Stored items:

╭──

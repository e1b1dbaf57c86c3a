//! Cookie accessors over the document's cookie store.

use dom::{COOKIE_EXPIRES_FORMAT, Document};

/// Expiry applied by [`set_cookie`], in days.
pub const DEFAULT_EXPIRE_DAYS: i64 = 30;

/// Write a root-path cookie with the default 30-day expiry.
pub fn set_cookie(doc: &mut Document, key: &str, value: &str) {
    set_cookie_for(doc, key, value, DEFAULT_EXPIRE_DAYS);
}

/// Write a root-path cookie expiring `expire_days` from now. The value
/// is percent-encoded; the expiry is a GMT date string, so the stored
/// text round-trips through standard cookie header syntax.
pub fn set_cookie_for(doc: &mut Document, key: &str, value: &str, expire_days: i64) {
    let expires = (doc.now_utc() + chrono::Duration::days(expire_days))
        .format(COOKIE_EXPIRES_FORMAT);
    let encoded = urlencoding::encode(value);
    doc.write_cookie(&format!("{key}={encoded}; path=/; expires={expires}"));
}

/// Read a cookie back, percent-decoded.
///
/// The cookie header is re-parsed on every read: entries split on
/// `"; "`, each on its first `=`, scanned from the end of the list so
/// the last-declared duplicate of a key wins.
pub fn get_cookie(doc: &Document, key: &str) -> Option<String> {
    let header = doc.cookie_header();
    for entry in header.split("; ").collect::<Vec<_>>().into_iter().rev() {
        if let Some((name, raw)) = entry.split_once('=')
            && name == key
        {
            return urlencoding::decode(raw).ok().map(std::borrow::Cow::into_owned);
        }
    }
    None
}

╰──

» What is required: Each record above should be output again exactly.

» Final answer:
repository e1b1dbaf57c86c3a
//! Cookie accessors over the document's cookie store.

use dom::{COOKIE_EXPIRES_FORMAT, Document};

/// Expiry applied by [`set_cookie`], in days.
pub const DEFAULT_EXPIRE_DAYS: i64 = 30;

/// Write a root-path cookie with the default 30-day expiry.
pub fn set_cookie(doc: &mut Document, key: &str, value: &str) {
    set_cookie_for(doc, key, value, DEFAULT_EXPIRE_DAYS);
}

/// Write a root-path cookie expiring `expire_days` from now. The value
/// is percent-encoded; the expiry is a GMT date string, so the stored
/// text round-trips through standard cookie header syntax.
pub fn set_cookie_for(doc: &mut Document, key: &str, value: &str, expire_days: i64) {
    let expires = (doc.now_utc() + chrono::Duration::days(expire_days))
        .format(COOKIE_EXPIRES_FORMAT);
    let encoded = urlencoding::encode(value);
    doc.write_cookie(&format!("{key}={encoded}; path=/; expires={expires}"));
}

/// Read a cookie back, percent-decoded.
///
/// The cookie header is re-parsed on every read: entries split on
/// `"; "`, each on its first `=`, scanned from the end of the list so
/// the last-declared duplicate of a key wins.
pub fn get_cookie(doc: &Document, key: &str) -> Option<String> {
    let header = doc.cookie_header();
    for entry in header.split("; ").collect::<Vec<_>>().into_iter().rev() {
        if let Some((name, raw)) = entry.split_once('=')
            && name == key
        {
            return urlencoding::decode(raw).ok().map(std::borrow::Cow::into_owned);
        }
    }
    None
}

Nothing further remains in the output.